今年、中国人研究者たちからよく聞こえてくる科白に、「高効率の送電網の値段は高い」「天然ガスの値段は高い」などがある。手元情報と併せてみると、大都市から離れたところに、天然ガスまたは石炭を燃焼させる火力発電所を建設し、電力ロスの少ない長距離送電網を利用し始めたようだ。それにより、大都市近くで低品質の石炭を燃焼させていた低効率の火力発電所を閉鎖し、低効率の近距離送電網の利用を減らしながらも、電力需要の増加に対応しているようだ。ただ、電力消費地の近くに発電所を設置すれば、送電ロスは無視してよい(大きくてもよい)、という考えが以前に支配的だったようで、それが十分には解消されないまま、送電網は延長されてきていたふしがある。(廉価で)効率の悪い送電網を使って長距離送電を行おうとすると、送電中にほとんどの電力が失われかねないとの危惧を伝えられたことがある。
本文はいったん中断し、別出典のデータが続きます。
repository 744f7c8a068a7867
use chrono::{DateTime, Duration, Utc};
use cron::Schedule;
use serde::Serialize;
use std::str::FromStr;
use std::sync::Arc;
use tokio::task::JoinHandle;
use tracing::{debug, error, info};

use crate::ports::JobRepository;
use crate::services::SettlementServices;

const POLL_INTERVAL_SECS: u64 = 5;

/// Periodic work the settlement core runs on its own.
#[derive(Debug, Clone, Copy, PartialEq, Eq, Serialize)]
#[serde(rename_all = "snake_case")]
pub enum JobKind {
    StalenessSweep,
    VirtualAccountExpiry,
    EntitlementRetry,
    ScheduledTransfers,
}

impl JobKind {
    pub fn name(&self) -> &'static str {
        match self {
            JobKind::StalenessSweep => "reconciliation.staleness_sweep",
            JobKind::VirtualAccountExpiry => "virtual_accounts.expiry",
            JobKind::EntitlementRetry => "entitlements.retry",
            JobKind::ScheduledTransfers => "transfers.scheduled",
        }
    }
}

#[derive(Debug, Clone)]
pub struct JobDefinition {
    pub kind: JobKind,
    pub schedule: Schedule,
}

impl JobDefinition {
    pub fn new(kind: JobKind, expression: &str) -> Result<Self, cron::error::Error> {
        Ok(Self {
            kind,
            schedule: Schedule::from_str(expression)?,
        })
    }

    fn next_after(&self, at: DateTime<Utc>) -> DateTime<Utc> {
        self.schedule
            .after(&at)
            .next()
            .unwrap_or(at + Duration::hours(1))
    }
}

#[derive(Debug, Clone, PartialEq, Eq, Serialize)]
pub struct JobRun {
    pub job: &'static str,
    pub summary: Result<String, String>,
}

/// Cron-driven runner. Each run is guarded by a lease in the job store, so several
/// instances can poll without running the same job twice.
pub struct JobScheduler {
    jobs: Arc<dyn JobRepository>,
    services: SettlementServices,
    definitions: Vec<JobDefinition>,
    lease: Duration,
}

impl JobScheduler {
    pub fn new(
        jobs: Arc<dyn JobRepository>,
        services: SettlementServices,
        definitions: Vec<JobDefinition>,
    ) -> Self {
        Self {
            jobs,
            services,
            definitions,
            lease: Duration::minutes(10),
        }
    }

    /// The standard job set; only the staleness sweep schedule is configurable.
    pub fn default_definitions(
        sweep_cron: &str,
    ) -> Result<Vec<JobDefinition>, cron::error::Error> {
        Ok(vec![
            JobDefinition::new(JobKind::StalenessSweep, sweep_cron)?,
            JobDefinition::new(JobKind::VirtualAccountExpiry, "0 * * * * *")?,
            JobDefinition::new(JobKind::EntitlementRetry, "*/30 * * * * *")?,
            JobDefinition::new(JobKind::ScheduledTransfers, "0 * * * * *")?,
        ])
    }

    pub async fn register(&self, now: DateTime<Utc>) -> Result<(), crate::ports::RepositoryError> {
        for definition in &self.definitions {
            self.jobs
                .ensure(definition.kind.name(), definition.next_after(now))
                .await?;
        }
        Ok(())
    }

    /// Run every job that is due and not leased elsewhere.
    pub async fn run_due(&self, now: DateTime<Utc>) -> Vec<JobRun> {
        let mut runs = Vec::new();
        for definition in &self.definitions {
            let name = definition.kind.name();
            match self.jobs.claim(name, now, self.lease).await {
                Ok(true) => {}
                Ok(false) => continue,
                Err(e) => {
                    error!(job = name, "failed to claim job: {}", e);
                    continue;
                }
            }

            debug!(job = name, "running scheduled job");
            let summary = self.execute(definition.kind, now).await;
            let next_due = definition.next_after(Utc::now().max(now));
            if let Err(e) = self
                .jobs
                .complete(name, now, next_due, summary.as_ref().err().cloned())
                .await
            {
                error!(job = name, "failed to record job completion: {}", e);
            }
            match &summary {
                Ok(text) => info!(job = name, %next_due, "job finished: {}", text),
                Err(e) => error!(job = name, %next_due, "job failed: {}", e),
            }
            runs.push(JobRun { job: name, summary });
        }
        runs
    }

    /// Run one job immediately, outside its schedule and without a lease.
    pub async fn run_now(&self, kind: JobKind, now: DateTime<Utc>) -> Result<String, String> {
        self.execute(kind, now).await
    }

    async fn execute(&self, kind: JobKind, now: DateTime<Utc>) -> Result<String, String> {
        let summarize = |value: serde_json::Result<String>| value.map_err(|e| e.to_string());
        match kind {
            JobKind::StalenessSweep => {
                let report = self
                    .services
                    .reconciliation
                    .sweep_stale(now)
                    .await
                    .map_err(|e| e.to_string())?;
                summarize(serde_json::to_string(&report))
            }
            JobKind::VirtualAccountExpiry => {
                let report = self
                    .services
                    .virtual_accounts
                    .expire_overdue(now)
                    .await
                    .map_err(|e| e.to_string())?;
                summarize(serde_json::to_string(&report))
            }
            JobKind::EntitlementRetry => {
                let report = self
                    .services
                    .entitlements
                    .dispatch_due(now)
                    .await
                    .map_err(|e| e.to_string())?;
                summarize(serde_json::to_string(&report))
            }
            JobKind::ScheduledTransfers => {
                let report = self
                    .services
                    .transfers
                    .dispatch_due(now)
                    .await
                    .map_err(|e| e.to_string())?;
                summarize(serde_json::to_string(&report))
            }
        }
    }

    /// Poll forever on a background task.
    pub fn start(self: Arc<Self>) -> JoinHandle<()> {
        tokio::spawn(async move {
            info!(jobs = self.definitions.len(), "job scheduler started");
            if let Err(e) = self.register(Utc::now()).await {
                error!("failed to register scheduled jobs: {}", e);
            }
            loop {
                self.run_due(Utc::now()).await;
                tokio::time::sleep(std::time::Duration::from_secs(POLL_INTERVAL_SECS)).await;
            }
        })
    }
}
日中のエネルギー・環境協力をめぐるシンポジウムでは以前、石炭燃焼中に利用できるクリーン・コール・テクノロジー(CCT)や脱硫技術に関連する協力を要請する発言がよく出ていた。以前から囁かれていたことであるが、石炭燃焼中のCCTよりも、燃焼前に石炭の灰分や硫黄分を除去するCCTの方が望まれるのではないか。工業化が円滑に進んだ国では廉価な石炭がとれた、という因果関係が指摘されている。さらに経済成長を続けられるかどうかは、環境汚染対策などを適切に実施できるかどうか、に依存することも明らかであろう。大気汚染が酷くなると経済活動が停滞することは、中国の例を見ても明らかである。
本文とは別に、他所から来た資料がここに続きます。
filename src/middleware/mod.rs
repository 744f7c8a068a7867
pub mod auth;
pub mod request_logger;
「中所得国の罠」が想起されるであろうが、この話はたぶん謎めいているのではないか。これは長期経済データ等を使った国際比較研究の結果に基づいて提唱された形になっているものの、実は当該論文の著者たちは研究結果が持つ政策的意味(インプリケーション)を十分に承知していて、政策的意味を導出しやすいように分析結果を解釈して提示したといえそうだ。2012年に論文初版が出て、2013年1月に改訂版が発表された。3人の共著者の1人が学内セミナーで昨2013年1月10日に話をしてくれた時、感じられたことである。また、計量分析の手続きに瑕疵があることも指摘された。それゆえ、学生・大学院生に推奨しにくい論文である。これらの点により論文著者たちの意図したインパクトは減じられたといわざるをえない。計量分析結果からどの程度強い主張ができるかは微妙であるが、「中所得国の罠」は直観的には分かりやすい。(論文は主題の「Growth Slowdowns Redux」でウェブ検索可能である。)